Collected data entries
= = = = =
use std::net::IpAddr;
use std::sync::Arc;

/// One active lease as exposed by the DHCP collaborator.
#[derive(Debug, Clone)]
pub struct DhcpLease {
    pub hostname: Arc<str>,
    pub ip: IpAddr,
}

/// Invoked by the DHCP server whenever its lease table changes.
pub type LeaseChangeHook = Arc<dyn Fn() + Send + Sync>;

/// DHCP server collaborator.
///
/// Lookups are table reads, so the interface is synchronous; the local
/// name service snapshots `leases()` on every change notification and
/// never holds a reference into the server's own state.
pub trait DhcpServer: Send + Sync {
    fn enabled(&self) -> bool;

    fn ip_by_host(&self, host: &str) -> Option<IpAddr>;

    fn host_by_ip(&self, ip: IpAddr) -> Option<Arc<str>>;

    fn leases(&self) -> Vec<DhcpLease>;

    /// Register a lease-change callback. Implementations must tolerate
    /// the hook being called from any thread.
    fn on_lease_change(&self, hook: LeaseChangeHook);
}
= = = = =
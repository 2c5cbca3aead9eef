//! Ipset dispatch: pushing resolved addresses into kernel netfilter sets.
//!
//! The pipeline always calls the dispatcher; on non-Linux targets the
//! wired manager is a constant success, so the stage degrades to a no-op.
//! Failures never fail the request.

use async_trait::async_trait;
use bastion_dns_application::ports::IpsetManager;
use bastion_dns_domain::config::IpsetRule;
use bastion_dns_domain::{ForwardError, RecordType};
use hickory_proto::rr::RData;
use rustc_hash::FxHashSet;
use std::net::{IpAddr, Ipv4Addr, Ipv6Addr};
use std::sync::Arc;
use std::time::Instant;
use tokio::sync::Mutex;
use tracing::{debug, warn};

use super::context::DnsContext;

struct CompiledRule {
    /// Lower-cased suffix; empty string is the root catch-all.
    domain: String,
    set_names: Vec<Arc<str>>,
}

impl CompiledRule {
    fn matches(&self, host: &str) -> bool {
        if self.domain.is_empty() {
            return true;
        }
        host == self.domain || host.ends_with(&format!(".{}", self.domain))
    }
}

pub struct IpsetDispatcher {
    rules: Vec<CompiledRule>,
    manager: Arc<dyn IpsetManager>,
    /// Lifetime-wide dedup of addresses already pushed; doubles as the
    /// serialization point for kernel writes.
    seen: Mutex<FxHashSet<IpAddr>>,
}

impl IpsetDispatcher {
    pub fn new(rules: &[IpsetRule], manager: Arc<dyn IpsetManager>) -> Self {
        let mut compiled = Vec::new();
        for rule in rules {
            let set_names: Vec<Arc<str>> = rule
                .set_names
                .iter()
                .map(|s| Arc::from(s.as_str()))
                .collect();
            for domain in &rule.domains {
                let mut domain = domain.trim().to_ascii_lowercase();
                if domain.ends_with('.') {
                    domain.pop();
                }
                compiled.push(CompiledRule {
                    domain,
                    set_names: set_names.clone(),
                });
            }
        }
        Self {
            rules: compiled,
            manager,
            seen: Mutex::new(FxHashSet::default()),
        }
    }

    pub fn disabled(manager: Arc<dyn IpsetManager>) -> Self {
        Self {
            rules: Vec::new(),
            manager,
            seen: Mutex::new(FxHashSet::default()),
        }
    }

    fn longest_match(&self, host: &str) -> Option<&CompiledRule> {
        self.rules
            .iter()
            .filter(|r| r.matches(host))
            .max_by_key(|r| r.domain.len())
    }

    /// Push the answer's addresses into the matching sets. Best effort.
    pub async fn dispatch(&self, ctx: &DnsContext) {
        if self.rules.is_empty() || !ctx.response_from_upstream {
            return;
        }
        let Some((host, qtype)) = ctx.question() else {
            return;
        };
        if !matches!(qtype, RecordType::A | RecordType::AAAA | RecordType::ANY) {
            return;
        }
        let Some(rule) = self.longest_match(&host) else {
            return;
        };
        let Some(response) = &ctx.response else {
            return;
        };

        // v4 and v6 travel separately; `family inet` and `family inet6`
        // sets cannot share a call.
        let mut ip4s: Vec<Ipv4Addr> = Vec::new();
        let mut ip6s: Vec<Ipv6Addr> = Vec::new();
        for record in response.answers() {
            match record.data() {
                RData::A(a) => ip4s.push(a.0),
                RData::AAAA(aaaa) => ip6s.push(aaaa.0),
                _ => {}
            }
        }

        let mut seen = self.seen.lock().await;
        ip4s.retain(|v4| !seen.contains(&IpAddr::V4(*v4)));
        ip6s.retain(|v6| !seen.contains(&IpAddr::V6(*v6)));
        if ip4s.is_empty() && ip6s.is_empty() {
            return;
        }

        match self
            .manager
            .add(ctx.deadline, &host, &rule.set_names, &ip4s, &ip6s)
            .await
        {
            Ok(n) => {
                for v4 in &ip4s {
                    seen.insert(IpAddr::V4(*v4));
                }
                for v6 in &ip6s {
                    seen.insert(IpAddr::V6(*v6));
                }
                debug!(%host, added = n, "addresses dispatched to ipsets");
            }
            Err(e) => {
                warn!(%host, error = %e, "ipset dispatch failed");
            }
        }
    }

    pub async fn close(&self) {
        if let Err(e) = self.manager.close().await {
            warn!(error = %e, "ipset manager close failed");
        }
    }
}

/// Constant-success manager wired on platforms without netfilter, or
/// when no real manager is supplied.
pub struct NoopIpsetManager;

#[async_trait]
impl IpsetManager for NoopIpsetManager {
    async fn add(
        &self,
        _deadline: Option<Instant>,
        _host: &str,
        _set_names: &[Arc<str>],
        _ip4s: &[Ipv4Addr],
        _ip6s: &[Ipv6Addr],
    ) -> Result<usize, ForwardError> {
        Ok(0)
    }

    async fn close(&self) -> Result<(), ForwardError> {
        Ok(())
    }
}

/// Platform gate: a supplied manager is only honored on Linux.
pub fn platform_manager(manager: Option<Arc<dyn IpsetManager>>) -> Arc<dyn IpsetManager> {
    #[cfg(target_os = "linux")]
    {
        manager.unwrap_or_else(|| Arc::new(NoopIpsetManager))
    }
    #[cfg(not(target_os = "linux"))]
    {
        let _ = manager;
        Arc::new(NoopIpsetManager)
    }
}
= = = = =
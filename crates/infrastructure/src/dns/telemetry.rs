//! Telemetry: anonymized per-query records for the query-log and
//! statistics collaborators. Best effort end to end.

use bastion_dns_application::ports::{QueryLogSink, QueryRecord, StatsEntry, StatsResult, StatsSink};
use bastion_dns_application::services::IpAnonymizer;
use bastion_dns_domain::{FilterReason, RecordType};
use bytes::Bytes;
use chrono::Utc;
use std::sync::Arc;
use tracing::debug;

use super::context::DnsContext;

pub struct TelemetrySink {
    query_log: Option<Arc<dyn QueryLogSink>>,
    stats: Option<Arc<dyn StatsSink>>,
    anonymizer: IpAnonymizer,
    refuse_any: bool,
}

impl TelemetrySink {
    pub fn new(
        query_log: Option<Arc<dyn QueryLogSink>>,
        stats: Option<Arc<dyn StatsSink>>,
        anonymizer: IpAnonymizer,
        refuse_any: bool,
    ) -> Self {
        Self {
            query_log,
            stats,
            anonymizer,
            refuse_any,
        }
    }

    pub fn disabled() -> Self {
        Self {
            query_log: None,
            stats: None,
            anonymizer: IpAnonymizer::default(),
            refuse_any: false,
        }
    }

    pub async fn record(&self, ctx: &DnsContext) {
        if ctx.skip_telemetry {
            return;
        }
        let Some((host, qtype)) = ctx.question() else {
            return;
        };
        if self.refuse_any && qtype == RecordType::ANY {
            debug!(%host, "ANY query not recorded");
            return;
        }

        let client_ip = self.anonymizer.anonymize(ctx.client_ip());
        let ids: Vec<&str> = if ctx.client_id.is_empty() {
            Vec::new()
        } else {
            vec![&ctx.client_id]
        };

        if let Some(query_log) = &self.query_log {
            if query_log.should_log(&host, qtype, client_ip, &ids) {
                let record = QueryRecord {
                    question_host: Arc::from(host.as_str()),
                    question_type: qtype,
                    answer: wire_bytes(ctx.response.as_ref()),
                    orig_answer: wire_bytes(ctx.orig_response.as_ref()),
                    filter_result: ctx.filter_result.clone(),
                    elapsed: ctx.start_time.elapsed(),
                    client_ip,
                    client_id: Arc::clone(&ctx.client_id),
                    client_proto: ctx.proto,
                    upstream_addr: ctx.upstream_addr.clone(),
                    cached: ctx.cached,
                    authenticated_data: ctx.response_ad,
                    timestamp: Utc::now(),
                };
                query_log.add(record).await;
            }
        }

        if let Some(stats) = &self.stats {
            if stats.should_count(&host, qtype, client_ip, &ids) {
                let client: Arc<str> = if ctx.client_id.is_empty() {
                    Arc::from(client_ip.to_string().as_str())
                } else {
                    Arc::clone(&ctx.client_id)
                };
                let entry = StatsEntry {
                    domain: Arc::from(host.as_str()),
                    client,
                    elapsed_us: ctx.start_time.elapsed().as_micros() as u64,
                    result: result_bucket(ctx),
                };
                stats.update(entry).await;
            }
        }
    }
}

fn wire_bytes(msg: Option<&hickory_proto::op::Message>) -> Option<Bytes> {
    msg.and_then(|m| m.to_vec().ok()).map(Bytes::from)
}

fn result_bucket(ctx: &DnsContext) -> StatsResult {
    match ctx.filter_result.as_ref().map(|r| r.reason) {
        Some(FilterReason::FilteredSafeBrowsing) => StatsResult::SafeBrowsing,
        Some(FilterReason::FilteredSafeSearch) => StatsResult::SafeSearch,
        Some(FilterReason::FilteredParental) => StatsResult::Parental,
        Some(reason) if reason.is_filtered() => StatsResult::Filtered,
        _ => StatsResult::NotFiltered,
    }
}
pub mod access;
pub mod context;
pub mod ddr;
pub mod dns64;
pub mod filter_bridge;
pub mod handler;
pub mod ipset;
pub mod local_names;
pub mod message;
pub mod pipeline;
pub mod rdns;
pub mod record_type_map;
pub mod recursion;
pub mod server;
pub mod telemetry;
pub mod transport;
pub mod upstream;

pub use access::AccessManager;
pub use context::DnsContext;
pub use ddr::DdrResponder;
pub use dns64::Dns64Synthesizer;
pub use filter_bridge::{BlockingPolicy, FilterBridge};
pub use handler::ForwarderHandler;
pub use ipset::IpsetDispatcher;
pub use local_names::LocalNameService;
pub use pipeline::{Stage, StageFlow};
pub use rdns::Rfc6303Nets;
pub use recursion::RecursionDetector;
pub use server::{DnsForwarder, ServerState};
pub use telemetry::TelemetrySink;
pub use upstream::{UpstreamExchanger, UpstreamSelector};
= = = = =
* [Work to complete]
Return every line of the records in which the word "FxHashSet" is found.

* [Task answer]
use rustc_hash::FxHashSet;
    seen: Mutex<FxHashSet<IpAddr>>,
            seen: Mutex::new(FxHashSet::default()),
            seen: Mutex::new(FxHashSet::default()),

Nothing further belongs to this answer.